* Aim of the exercise
Search the listing below for the string "static" and show each line that contains it.

= = = =

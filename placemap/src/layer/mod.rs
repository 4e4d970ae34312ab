//! [Layers](Layer) specify the data shown on the map and the way it is
//! grouped.

use std::any::Any;
use std::sync::Arc;

use parking_lot::RwLock;

use crate::view::MapView;

pub mod attribution;
pub mod cluster_layer;
pub mod marker_layer;
pub mod tile_layer;

pub use attribution::Attribution;
pub use cluster_layer::{Cluster, ClusterLayer};
pub use marker_layer::{Marker, MarkerLayer};
pub use tile_layer::{TileIndex, TileLayer};

/// A source of data displayed on the map.
///
/// There are currently 3 types of layers:
/// * [`TileLayer`] - a base layer of prerendered raster tiles from an
///   Internet source;
/// * [`MarkerLayer`] - a set of markers with popups built from a feature
///   collection;
/// * [`ClusterLayer`] - a marker layer wrapper that groups nearby markers
///   together at low zoom levels.
pub trait Layer: Send + Sync {
    /// Prepares the layer for the given view. For example, a cluster layer
    /// recalculates its groups when the zoom level changes.
    fn prepare(&self, view: &MapView);

    /// Returns the attribution of the layer, if available.
    fn attribution(&self) -> Option<Attribution>;

    /// A map stores layers as trait objects. This method can be used to convert
    /// the trait object into the concrete type.
    fn as_any(&self) -> &dyn Any;

    /// A map stores layers as trait objects. This method can be used to convert
    /// the trait object into the concrete type.
    fn as_any_mut(&mut self) -> &mut dyn Any;
}

impl<T: Layer + 'static> Layer for Arc<RwLock<T>> {
    fn prepare(&self, view: &MapView) {
        self.read().prepare(view)
    }

    fn attribution(&self) -> Option<Attribution> {
        self.read().attribution()
    }

    fn as_any(&self) -> &dyn Any {
        self
    }

    fn as_any_mut(&mut self) -> &mut dyn Any {
        self
    }
}
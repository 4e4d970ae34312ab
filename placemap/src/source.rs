//! Asynchronous loading of feature collections.

use std::path::PathBuf;

use async_trait::async_trait;
use bytes::Bytes;
use geojson::GeoJson;

use crate::error::Error;
use crate::feature::FeatureCollection;

/// A source a feature collection can be loaded from.
#[async_trait]
pub trait FeatureSource {
    /// Loads the collection.
    ///
    /// Loading happens once per map lifetime. Any failure is returned to the
    /// caller; a collection that cannot be fetched or decoded must not be
    /// silently replaced with an empty one.
    async fn load(&self) -> Result<FeatureCollection, Error>;
}

/// Loads a feature collection over HTTP from a static JSON resource.
pub struct HttpFeatureSource {
    client: reqwest::Client,
    url: String,
}

impl HttpFeatureSource {
    /// Creates a new source fetching from the given URL.
    pub fn new(url: impl Into<String>) -> Result<Self, Error> {
        let client = reqwest::Client::builder()
            .user_agent(concat!("placemap/", env!("CARGO_PKG_VERSION")))
            .build()?;

        Ok(Self {
            client,
            url: url.into(),
        })
    }

    async fn load_bytes(&self) -> Result<Bytes, Error> {
        log::debug!("Loading features from {}", self.url);
        let response = self.client.get(&self.url).send().await?;
        let response = response.error_for_status()?;
        Ok(response.bytes().await?)
    }
}

#[async_trait]
impl FeatureSource for HttpFeatureSource {
    async fn load(&self) -> Result<FeatureCollection, Error> {
        let bytes = self.load_bytes().await?;
        let geojson: GeoJson = serde_json::from_slice(&bytes)?;
        FeatureCollection::from_geojson(geojson)
    }
}

/// Loads a feature collection from a local file. Used by tests and
/// command-line tooling that works with a pregenerated data file directly.
pub struct FileFeatureSource {
    path: PathBuf,
}

impl FileFeatureSource {
    /// Creates a new source reading from the given path.
    pub fn new(path: impl Into<PathBuf>) -> Self {
        Self { path: path.into() }
    }
}

#[async_trait]
impl FeatureSource for FileFeatureSource {
    async fn load(&self) -> Result<FeatureCollection, Error> {
        log::debug!("Loading features from {}", self.path.display());
        let bytes = std::fs::read(&self.path)?;
        let geojson: GeoJson = serde_json::from_slice(&bytes)?;
        FeatureCollection::from_geojson(geojson)
    }
}
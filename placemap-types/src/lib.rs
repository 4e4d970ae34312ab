//! Geographic primitives shared by the placemap crates: geographic points,
//! screen-space points and sizes, and the Web Mercator projection used to
//! convert between the two.

pub mod cartesian;
pub mod geo;
pub mod mercator;

pub use cartesian::{Point2, Size};
pub use geo::GeoPoint2d;
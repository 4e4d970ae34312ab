//! Marker clustering.

use std::any::Any;
use std::collections::BTreeMap;

use parking_lot::RwLock;
use placemap_types::geo::GeoPoint2d;
use placemap_types::mercator;

use crate::layer::attribution::Attribution;
use crate::layer::marker_layer::{Marker, MarkerLayer};
use crate::layer::Layer;
use crate::view::MapView;

/// Default size of a clustering grid cell, in pixels.
const DEFAULT_CELL_SIZE: f64 = 80.0;

/// A group of markers close to each other on the screen.
#[derive(Debug, Clone, PartialEq)]
pub struct Cluster {
    center: GeoPoint2d,
    markers: Vec<usize>,
}

impl Cluster {
    /// Position of the cluster: the arithmetic mean of its member positions.
    pub fn center(&self) -> GeoPoint2d {
        self.center
    }

    /// Indices of the member markers in the wrapped marker layer.
    pub fn markers(&self) -> &[usize] {
        &self.markers
    }

    /// Number of markers in the cluster.
    pub fn len(&self) -> usize {
        self.markers.len()
    }

    /// Returns true if the cluster contains no markers. Clusters produced by
    /// [`ClusterLayer`] are never empty.
    pub fn is_empty(&self) -> bool {
        self.markers.is_empty()
    }
}

/// A layer that groups markers of the wrapped [`MarkerLayer`] at low zoom
/// levels.
///
/// Markers are bucketed by a screen-space grid: two markers end up in the same
/// cluster when their projected positions fall into the same grid cell at the
/// current zoom level. Zooming in makes the grid finer in geographic terms, so
/// clusters break apart until every marker with a distinct position stands
/// alone.
///
/// The clusters are recalculated by [`Layer::prepare`], so the layer shows
/// groups for the view it was last prepared with.
pub struct ClusterLayer {
    markers: MarkerLayer,
    cell_size: f64,
    clusters: RwLock<Vec<Cluster>>,
    clustered_for_zoom: RwLock<Option<u32>>,
}

impl std::fmt::Debug for ClusterLayer {
    fn fmt(&self, f: &mut std::fmt::Formatter<'_>) -> std::fmt::Result {
        f.debug_struct("ClusterLayer")
            .field("markers", &self.markers.len())
            .field("cell_size", &self.cell_size)
            .finish()
    }
}

impl ClusterLayer {
    /// Creates a new layer wrapping the given markers.
    pub fn new(markers: MarkerLayer) -> Self {
        Self {
            markers,
            cell_size: DEFAULT_CELL_SIZE,
            clusters: RwLock::new(Vec::new()),
            clustered_for_zoom: RwLock::new(None),
        }
    }

    /// Sets the size of the clustering grid cell in pixels.
    pub fn with_cell_size(mut self, cell_size: f64) -> Self {
        self.cell_size = cell_size;
        self
    }

    /// The wrapped marker layer.
    pub fn markers(&self) -> &MarkerLayer {
        &self.markers
    }

    /// Clusters calculated for the last prepared view.
    pub fn clusters(&self) -> Vec<Cluster> {
        self.clusters.read().clone()
    }

    /// Resolves the member markers of a cluster.
    pub fn cluster_markers(&self, cluster: &Cluster) -> Vec<&Marker> {
        cluster
            .markers
            .iter()
            .filter_map(|index| self.markers.markers().get(*index))
            .collect()
    }

    fn recalculate(&self, zoom: u32) {
        let resolution = mercator::resolution(zoom);
        let half_world = mercator::EQUATOR_LENGTH / 2.0;

        let mut cells: BTreeMap<(i64, i64), Vec<usize>> = BTreeMap::new();
        // Markers that cannot be projected (near the poles) are kept as
        // stand-alone clusters so that no marker disappears from the map.
        let mut unprojected = Vec::new();

        for (index, marker) in self.markers.markers().iter().enumerate() {
            match mercator::project(&marker.position()) {
                Some(projected) => {
                    let x = (projected.x + half_world) / resolution;
                    let y = (half_world - projected.y) / resolution;
                    let cell = (
                        (x / self.cell_size).floor() as i64,
                        (y / self.cell_size).floor() as i64,
                    );
                    cells.entry(cell).or_default().push(index);
                }
                None => unprojected.push(index),
            }
        }

        let mut clusters: Vec<Cluster> = cells
            .into_values()
            .map(|markers| self.cluster_from_indices(markers))
            .collect();
        clusters.extend(
            unprojected
                .into_iter()
                .map(|index| self.cluster_from_indices(vec![index])),
        );

        log::debug!(
            "Clustered {} markers into {} groups at zoom {zoom}",
            self.markers.len(),
            clusters.len()
        );

        *self.clusters.write() = clusters;
        *self.clustered_for_zoom.write() = Some(zoom);
    }

    fn cluster_from_indices(&self, markers: Vec<usize>) -> Cluster {
        let all_markers = self.markers.markers();
        let count = markers.len() as f64;
        let (lat, lon) = markers
            .iter()
            .filter_map(|index| all_markers.get(*index))
            .fold((0.0, 0.0), |(lat, lon), marker| {
                (
                    lat + marker.position().lat(),
                    lon + marker.position().lon(),
                )
            });

        Cluster {
            center: GeoPoint2d::latlon(lat / count, lon / count),
            markers,
        }
    }
}

impl Layer for ClusterLayer {
    fn prepare(&self, view: &MapView) {
        if *self.clustered_for_zoom.read() == Some(view.zoom()) {
            return;
        }

        self.recalculate(view.zoom());
    }

    fn attribution(&self) -> Option<Attribution> {
        None
    }

    fn as_any(&self) -> &dyn Any {
        self
    }

    fn as_any_mut(&mut self) -> &mut dyn Any {
        self
    }
}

= = = =

* Written reply
impl<T: Layer + 'static> Layer for Arc<RwLock<T>> {
/// Loads a feature collection over HTTP from a static JSON resource.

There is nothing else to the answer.